In a nutshell, I have a customer who wants the data contained in a bunch of ASCII text files (a.k.a "input files") ingested into Accumulo.
These files are output from diverse data feed devices and will be generated continuously on non-Hadoop/non-Accumulo node(s) (a.k.a "feed nodes"). The overall data throughput rate across all feeds is expected to be very high.
For the sake of simplicity, assume that all the data will end up in one forward index table and one inverted [reverse] index table in Accumulo.
I've already written an Accumulo client module using pyaccumulo that can establish a connection to Accumulo through the Thrift Proxy, read and parse the input files from a local filesystem (not HDFS), create the appropriate forward and reverse index mutations in code, and use BatchWriter to write the mutations to the forward and reverse index tables. So far, so good. But there's more to it.
From various sources, I've learned that there are at least a few standard approaches for Accumulo high speed ingest that might apply in my scenario, and I'm asking for some advice regarding what options make the most sense in terms of resource usage, and ease of implementation & maintenance. Here are some options:
- BatchWriter clients on feed nodes: Run my Accumulo client on the feed nodes. This option has the disadvantage sending both forward and reverse index mutations across the network. Also, Accumulo/Thrift libraries need to be available on the feed nodes to support the Accumulo client. However, this option has the advantage that it parallelizes the work of parsing the input files and creating the mutations, and seems to minimize disk I/O on the Hadoop cluster compared with the options below.
- BatchWriter client on Accumulo master node: scp/sftp the input files from the feed nodes to the Accumulo master node, into some directory on the local filesystem. Then run my Accumulo client on the Accumulo master node only. This option has the advantage that it doesn't send both forward and reverse index mutations across the network from the feed nodes to the Accumulo master node, and it doesn't require the Accumulo/Thrift libraries to be available on the feed nodes. However, it has the disadvantage that it makes the Accumulo master node do all the work of parsing the input files and creating the mutations, and it uses the Accumulo master's local disk as a waypoint for the input files.
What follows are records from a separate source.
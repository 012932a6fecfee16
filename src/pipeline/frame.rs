//! Double-buffered snapshot handoff between the physics thread and readers.

use std::sync::Arc;
use std::time::{Duration, Instant};

use parking_lot::{Condvar, Mutex};
use serde::Serialize;

use crate::core::{ball::Ball, types::Bounds};

/// Complete ball state at one tick boundary. Never mutated once published.
#[derive(Debug, Clone, PartialEq, Serialize)]
pub struct Snapshot {
    tick: u64,
    sim_time: f64,
    bounds: Bounds,
    balls: Vec<Ball>,
}

impl Snapshot {
    pub fn new(tick: u64, sim_time: f64, bounds: Bounds, balls: Vec<Ball>) -> Self {
        Self {
            tick,
            sim_time,
            bounds,
            balls,
        }
    }

    pub fn tick(&self) -> u64 {
        self.tick
    }

    pub fn sim_time(&self) -> f64 {
        self.sim_time
    }

    pub fn bounds(&self) -> Bounds {
        self.bounds
    }

    pub fn balls(&self) -> &[Ball] {
        &self.balls
    }

    pub fn len(&self) -> usize {
        self.balls.len()
    }

    pub fn is_empty(&self) -> bool {
        self.balls.is_empty()
    }

    fn into_balls(self) -> Vec<Ball> {
        self.balls
    }
}

/// Holds the current frame behind a pointer swap. The writer fills its next
/// buffer without any lock, then swaps it in; the lock only guards the `Arc`
/// exchange, so readers block for at most a pointer copy.
#[derive(Debug)]
pub struct FrameExchange {
    current: Mutex<Arc<Snapshot>>,
    published: Condvar,
}

impl FrameExchange {
    pub fn new(initial: Snapshot) -> Self {
        Self {
            current: Mutex::new(Arc::new(initial)),
            published: Condvar::new(),
        }
    }

    pub fn latest(&self) -> Arc<Snapshot> {
        Arc::clone(&self.current.lock())
    }

    /// Publishes `snapshot` and wakes waiting readers. Returns the previous
    /// frame's ball buffer when no reader still holds it, for reuse as the
    /// next write buffer.
    pub fn publish(&self, snapshot: Snapshot) -> Option<Vec<Ball>> {
        let previous = {
            let mut current = self.current.lock();
            let previous = std::mem::replace(&mut *current, Arc::new(snapshot));
            self.published.notify_all();
            previous
        };
        Arc::try_unwrap(previous).ok().map(Snapshot::into_balls)
    }

    /// Waits up to `timeout` for a frame newer than `after_tick`.
    pub fn wait_newer(&self, after_tick: u64, timeout: Duration) -> Option<Arc<Snapshot>> {
        let deadline = Instant::now() + timeout;
        let mut current = self.current.lock();
        while current.tick() <= after_tick {
            if self
                .published
                .wait_until(&mut current, deadline)
                .timed_out()
            {
                break;
            }
        }
        (current.tick() > after_tick).then(|| Arc::clone(&current))
    }
}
- MapReduce with AccumuloOutputFormat: scp/sftp the input files from the feed nodes to the Accumulo master node. Then periodically copy them to HDFS and run a MapReduce job that reads and parses the input files from HDFS, creates the mutations, and uses AccumuloOutputFormat to write them. This option has the advantages of #2 above, plus it parallelizes the work of parsing the input files and creating the mutations. However, it has the disadvantage that it's going to constantly spin up and break down MapReduce jobs, and invoke all the overhead involved with those processes. It also has the disadvantage that it uses two disk waypoints (local and HDFS) with associated disk I/O. It sounds somewhat painful to implement and maintain for continuous ingest.
- MapReduce with AccumuloOutput*File*Format (rfiles): scp/sftp the input files from the feed nodes to the Accumulo master node. Then periodically copy them to HDFS and run a MapReduce job that reads and parses the input files from HDFS, creates the mutations, and uses AccumuloOutputFileFormat to write rfiles. Then use the Accumulo shell to "ingest" the rfiles. This option has all the advantages of #3 above, but I don't know if it has other advantages (Does it? The Accumulo manual states about bulk ingest: "In some cases it may be faster to load data this way rather than via ingesting through clients using BatchWriters." What cases?). It also has all the disadvantages of #3 above, except that it uses three disk waypoints (local, HDFSx2) with associated disk I/O. It sounds painful to implement and maintain for continuous ingest.
Personally, I like option #2 the most, as long as the Accumulo master node can handle the processing load involved on its own (non-parallel input file parsing). The variant of #2 where I could run my Accumulo client on each Accumulo node, and send the output of different feed nodes to different Accumulo nodes, or round-robin, still has the disadvantage of sending the forward and reverse index mutations across the cloud network to the Accumulo master, but does have the advantage of performing the input file parsing more in parallel.
What I need to know is: Have I missed any viable options? Have I missed any advantages/disadvantages of each option? Are any of the advantages/disadvantages trivial or highly important regardless of my problem context, especially network bandwidth / CPU cycle / disk I/O tradeoffs? Is MapReduce with or without rfiles worth the trouble compared to BatchWriter? Does anyone have "war stories"?
Thanks!
Even with every use case, people have personal preferences regarding how they would like to implement a solution for a specific use case. I would actually run flume agents on the feed nodes and collect the data in HDFS and periodically run a MapReduce on the new data that arrives in HDFS using the RFile approach.